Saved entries
= Beginning of Section =

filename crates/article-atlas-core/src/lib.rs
//! # Article Atlas Core
//!
//! Pure ranking and recommendation logic for a corpus of scientific
//! articles: keyword normalization and frequency, per-year counts,
//! trending selection, keyword-overlap similarity, and random sampling.
//!
//! Every operation is a synchronous function over a caller-supplied
//! snapshot of [`ArticleRecord`](models::ArticleRecord)s. This crate
//! contains no tokio, sqlx, or filesystem I/O; the application crate
//! fetches the snapshot through an [`ArticleStore`](store::ArticleStore)
//! and hands it over.
//!
//! Randomized operations take the random source as a parameter so tests
//! can pass a seeded `StdRng`.

pub mod error;
pub mod keywords;
pub mod models;
pub mod sample;
pub mod similarity;
pub mod store;
pub mod trending;
pub mod years;

pub use error::RankError;
pub use models::{ArticleRecord, KeywordCount, NewArticle, TrendingEntry, YearCount};
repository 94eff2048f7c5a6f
use serde::{Deserialize, Serialize};

/// Opaque task identity assigned by the engine
#[derive(Debug, Clone, PartialEq, Eq, Hash, PartialOrd, Ord, Serialize, Deserialize)]
#[serde(transparent)]
pub struct TaskId(String);

impl TaskId {
    pub fn new(id: impl Into<String>) -> Self {
        Self(id.into())
    }

    pub fn as_str(&self) -> &str {
        &self.0
    }

    pub fn into_inner(self) -> String {
        self.0
    }
}

impl std::fmt::Display for TaskId {
    fn fmt(&self, f: &mut std::fmt::Formatter<'_>) -> std::fmt::Result {
        write!(f, "{}", self.0)
    }
}

impl From<String> for TaskId {
    fn from(s: String) -> Self {
        Self(s)
    }
}

impl From<&str> for TaskId {
    fn from(s: &str) -> Self {
        Self(s.to_string())
    }
}

impl AsRef<str> for TaskId {
    fn as_ref(&self) -> &str {
        &self.0
    }
}

impl PartialEq<str> for TaskId {
    fn eq(&self, other: &str) -> bool {
        self.0 == other
    }
}

impl PartialEq<&str> for TaskId {
    fn eq(&self, other: &&str) -> bool {
        self.0 == *other
    }
}
use serde::{Deserialize, Serialize};
use serde_json::{Map, Value as JsonValue};

use crate::variables::JobVariables;

/// A unit of automated work delivered by the dispatcher
///
/// Only `key`, `job_type` and `variables` matter to handlers; the rest is
/// informational and may be absent.
#[derive(Debug, Clone, PartialEq, Serialize, Deserialize)]
#[serde(rename_all = "camelCase")]
pub struct Job {
    pub key: i64,
    #[serde(rename = "type")]
    pub job_type: String,
    #[serde(default)]
    pub variables: Map<String, JsonValue>,
    #[serde(default, skip_serializing_if = "Option::is_none")]
    pub process_instance_key: Option<i64>,
    #[serde(default, skip_serializing_if = "Option::is_none")]
    pub element_id: Option<String>,
    #[serde(default, skip_serializing_if = "Option::is_none")]
    pub retries: Option<i32>,
    #[serde(default, skip_serializing_if = "Option::is_none")]
    pub worker: Option<String>,
}

impl Job {
    pub fn new(key: i64, job_type: impl Into<String>) -> Self {
        Self {
            key,
            job_type: job_type.into(),
            variables: Map::new(),
            process_instance_key: None,
            element_id: None,
            retries: None,
            worker: None,
        }
    }

    pub fn with_variable(mut self, name: impl Into<String>, value: impl Into<JsonValue>) -> Self {
        self.variables.insert(name.into(), value.into());
        self
    }

    /// Replace the variables with a JSON object; other values clear them
    pub fn with_variables(mut self, variables: JsonValue) -> Self {
        self.variables = match variables {
            JsonValue::Object(map) => map,
            _ => Map::new(),
        };
        self
    }

    /// Typed view over the job's variables
    pub fn variables(&self) -> JobVariables<'_> {
        JobVariables::new(&self.variables)
    }
}
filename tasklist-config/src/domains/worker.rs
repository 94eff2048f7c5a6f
//! Job worker configuration

use serde::{Deserialize, Serialize};
use crate::validation::{Validatable, validate_at_most, validate_required_string, validate_positive};
use crate::error::ConfigResult;

/// Largest slot count a tokio semaphore accepts (`usize::MAX >> 3`)
pub const MAX_JOBS_ACTIVE_LIMIT: usize = usize::MAX >> 3;

/// Job worker configuration
#[derive(Debug, Clone, Serialize, Deserialize)]
#[serde(default)]
pub struct WorkerConfig {
    /// Name reported to the engine for jobs run by this process
    #[serde(default = "default_worker_name")]
    pub name: String,

    /// Maximum number of jobs executing at the same time
    #[serde(default = "default_max_jobs_active")]
    pub max_jobs_active: usize,
}

impl Default for WorkerConfig {
    fn default() -> Self {
        Self {
            name: default_worker_name(),
            max_jobs_active: default_max_jobs_active(),
        }
    }
}

impl Validatable for WorkerConfig {
    fn validate(&self) -> ConfigResult<()> {
        validate_required_string(&self.name, "name", self.domain_name())?;
        validate_positive(self.max_jobs_active, "max_jobs_active", self.domain_name())?;
        validate_at_most(
            self.max_jobs_active,
            MAX_JOBS_ACTIVE_LIMIT,
            "max_jobs_active",
            self.domain_name(),
        )?;
        Ok(())
    }

    fn domain_name(&self) -> &'static str {
        "worker"
    }
}

fn default_worker_name() -> String {
    "tasklist-worker".to_string()
}

fn default_max_jobs_active() -> usize {
    32
}
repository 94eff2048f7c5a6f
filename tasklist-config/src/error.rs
//! Configuration error types

use thiserror::Error;

/// Configuration result type
pub type ConfigResult<T> = Result<T, ConfigError>;

/// Configuration errors
#[derive(Error, Debug)]
pub enum ConfigError {
    /// IO error reading configuration file
    #[error("Failed to read config file: {0}")]
    FileReadError(#[from] std::io::Error),

    /// YAML parsing error
    #[error("Failed to parse config: {0}")]
    ParseError(#[from] serde_yaml::Error),

    /// Environment variable error
    #[error("Environment variable error: {0}")]
    EnvError(String),

    /// Domain-specific configuration error
    #[error("Domain configuration error in {domain}: {message}")]
    DomainError { domain: String, message: String },
}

= End of Section =

## [Work to complete]
From the data above, output only the lines between the line containing "pub fn into_inner(self)" and the line containing "fn as_ref(&self) ->", inclusive, exactly as written.

## [Response to this task]
    pub fn into_inner(self) -> String {
        self.0
    }
}

impl std::fmt::Display for TaskId {
    fn fmt(&self, f: &mut std::fmt::Formatter<'_>) -> std::fmt::Result {
        write!(f, "{}", self.0)
    }
}

impl From<String> for TaskId {
    fn from(s: String) -> Self {
        Self(s)
    }
}

impl From<&str> for TaskId {
    fn from(s: &str) -> Self {
        Self(s.to_string())
    }
}

impl AsRef<str> for TaskId {
    fn as_ref(&self) -> &str {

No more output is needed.